**Task**
The lines from the top of the records below through the one containing "about a vertex it does" are to be transcribed exactly, and nothing else is to be added.

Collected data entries

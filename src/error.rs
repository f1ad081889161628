//! Error types.
//!
//! Errors fall into three families that are reported separately:
//!
//! - [`ConfigError`]: a problem instance was built from inconsistent data.
//!   The offending value is never constructed.
//! - [`QueryError`]: a well-formed world was asked about a vertex it does
//!   not know. This points at a logic error in the caller.
//! - [`SearchError`]: search parameters were rejected before any search
//!   started.
//!
//! [`Error`] wraps all of them for callers that drive a whole run.

use std::fmt;

/// Invalid problem data detected while building a graph, world or state.
#[derive(Debug, Clone, PartialEq)]
pub enum ConfigError {
    /// The declared package count differs from the number of pairs.
    PackageCountMismatch {
        /// Declared package count.
        declared: usize,
        /// Number of source/destination pairs supplied.
        pairs: usize,
    },
    /// The declared vertex count differs from the graph's vertex count.
    VertexCountMismatch {
        /// Declared vertex count.
        declared: usize,
        /// Vertices in the supplied graph.
        graph: usize,
    },
    /// At least one vehicle is required.
    NoVehicles,
    /// A vertex index is outside `0..vertex_count`.
    VertexOutOfRange {
        /// Offending vertex.
        vertex: usize,
        /// Number of vertices in the graph.
        vertex_count: usize,
    },
    /// An edge weight is negative, NaN or infinite.
    InvalidWeight {
        /// First endpoint.
        from: usize,
        /// Second endpoint.
        to: usize,
        /// Rejected weight.
        weight: f64,
    },
    /// A state's containers do not match the shape of its world.
    StateShape {
        /// What was mismatched ("vehicle paths", "delivered flags", ...).
        what: &'static str,
        /// Length the world requires.
        expected: usize,
        /// Length supplied.
        actual: usize,
    },
    /// A package index is not below the world's package count.
    UnknownPackage {
        /// Offending package index.
        package: usize,
        /// Number of packages in the world.
        package_count: usize,
    },
    /// A vehicle path is empty; every vehicle needs a current location.
    EmptyVehiclePath {
        /// Vehicle index.
        vehicle: usize,
    },
    /// A coarse state stops at a vertex outside the reduced map.
    NotImportantStop {
        /// Vehicle index.
        vehicle: usize,
        /// Offending vertex.
        vertex: usize,
    },
    /// Accumulated cost must be finite and non-negative.
    InvalidCost(f64),
}

impl fmt::Display for ConfigError {
    fn fmt(&self, f: &mut fmt::Formatter<'_>) -> fmt::Result {
        match self {
            Self::PackageCountMismatch { declared, pairs } => write!(
                f,
                "package count {declared} does not match {pairs} source/destination pairs"
            ),
            Self::VertexCountMismatch { declared, graph } => write!(
                f,
                "vertex count {declared} does not match graph with {graph} vertices"
            ),
            Self::NoVehicles => write!(f, "vehicle count must be at least 1"),
            Self::VertexOutOfRange {
                vertex,
                vertex_count,
            } => write!(
                f,
                "vertex {vertex} is out of range for a graph with {vertex_count} vertices"
            ),
            Self::InvalidWeight { from, to, weight } => {
                write!(f, "edge ({from}, {to}) has invalid weight {weight}")
            }
            Self::StateShape {
                what,
                expected,
                actual,
            } => write!(f, "state has {actual} {what}, world requires {expected}"),
            Self::UnknownPackage {
                package,
                package_count,
            } => write!(
                f,
                "package {package} is out of range for a world with {package_count} packages"
            ),
            Self::EmptyVehiclePath { vehicle } => {
                write!(f, "vehicle {vehicle} has an empty path")
            }
            Self::NotImportantStop { vehicle, vertex } => write!(
                f,
                "vehicle {vehicle} stops at vertex {vertex}, which is not in the reduced map"
            ),
            Self::InvalidCost(cost) => {
                write!(f, "state cost {cost} must be finite and non-negative")
            }
        }
    }
}

impl std::error::Error for ConfigError {}

/// A query against the reduced map named a vertex it does not contain.
#[derive(Debug, Clone, PartialEq, Eq)]
pub enum QueryError {
    /// The vertex is not below the world's vertex count.
    VertexOutOfRange {
        /// Offending vertex.
        vertex: usize,
        /// Number of vertices in the full map.
        vertex_count: usize,
    },
    /// The vertex exists but is neither the garage nor a package endpoint.
    NotImportant {
        /// Offending vertex.
        vertex: usize,
    },
    /// The package index is not below the world's package count.
    UnknownPackage {
        /// Offending package index.
        package: usize,
    },
}

impl fmt::Display for QueryError {
    fn fmt(&self, f: &mut fmt::Formatter<'_>) -> fmt::Result {
        match self {
            Self::VertexOutOfRange {
                vertex,
                vertex_count,
            } => write!(
                f,
                "illegal vertex {vertex}: world has {vertex_count} vertices"
            ),
            Self::NotImportant { vertex } => {
                write!(f, "illegal vertex {vertex}: not in the reduced map")
            }
            Self::UnknownPackage { package } => write!(f, "unknown package {package}"),
        }
    }
}

impl std::error::Error for QueryError {}

/// Search parameters rejected before the search begins.
#[derive(Debug, Clone, PartialEq)]
pub enum SearchError {
    /// A bound of one or more must be a whole number of successors.
    InvalidBound(f64),
    /// The beam must hold at least one state.
    InvalidBeamWidth(usize),
    /// At least one solution must be requested.
    InvalidSolutionCount,
    /// The heuristic cannot evaluate the selected state model.
    UnsupportedHeuristic {
        /// Heuristic name.
        heuristic: &'static str,
        /// State model name.
        model: &'static str,
    },
}

impl fmt::Display for SearchError {
    fn fmt(&self, f: &mut fmt::Formatter<'_>) -> fmt::Result {
        match self {
            Self::InvalidBound(bound) => write!(
                f,
                "bound {bound} must be a fraction in (0, 1), a whole number >= 1, or <= 0"
            ),
            Self::InvalidBeamWidth(k) => write!(f, "beam width {k} must be at least 1"),
            Self::InvalidSolutionCount => {
                write!(f, "the number of requested solutions must be at least 1")
            }
            Self::UnsupportedHeuristic { heuristic, model } => {
                write!(f, "heuristic '{heuristic}' is not defined for {model} states")
            }
        }
    }
}

impl std::error::Error for SearchError {}

/// Any error raised while configuring or running a search.
#[derive(Debug)]
pub enum Error {
    /// Invalid problem data.
    Config(ConfigError),
    /// Illegal reduced-map query.
    Query(QueryError),
    /// Rejected search parameters.
    Search(SearchError),
    /// Result serialization failed.
    Json(serde_json::Error),
}

impl fmt::Display for Error {
    fn fmt(&self, f: &mut fmt::Formatter<'_>) -> fmt::Result {
        match self {
            Self::Config(e) => write!(f, "configuration error: {e}"),
            Self::Query(e) => write!(f, "query error: {e}"),
            Self::Search(e) => write!(f, "search parameter error: {e}"),
            Self::Json(e) => write!(f, "serialization error: {e}"),
        }
    }
}

impl std::error::Error for Error {
    fn source(&self) -> Option<&(dyn std::error::Error + 'static)> {
        match self {
            Self::Config(e) => Some(e),
            Self::Query(e) => Some(e),
            Self::Search(e) => Some(e),
            Self::Json(e) => Some(e),
        }
    }
}

impl From<ConfigError> for Error {
    fn from(e: ConfigError) -> Self {
        Self::Config(e)
    }
}

impl From<QueryError> for Error {
    fn from(e: QueryError) -> Self {
        Self::Query(e)
    }
}

impl From<SearchError> for Error {
    fn from(e: SearchError) -> Self {
        Self::Search(e)
    }
}

impl From<serde_json::Error> for Error {
    fn from(e: serde_json::Error) -> Self {
        Self::Json(e)
    }
}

**Completed task**
filename src/error.rs
repository f1ad081889161628
//! Error types.
//!
//! Errors fall into three families that are reported separately:
//!
//! - [`ConfigError`]: a problem instance was built from inconsistent data.
//!   The offending value is never constructed.
//! - [`QueryError`]: a well-formed world was asked about a vertex it does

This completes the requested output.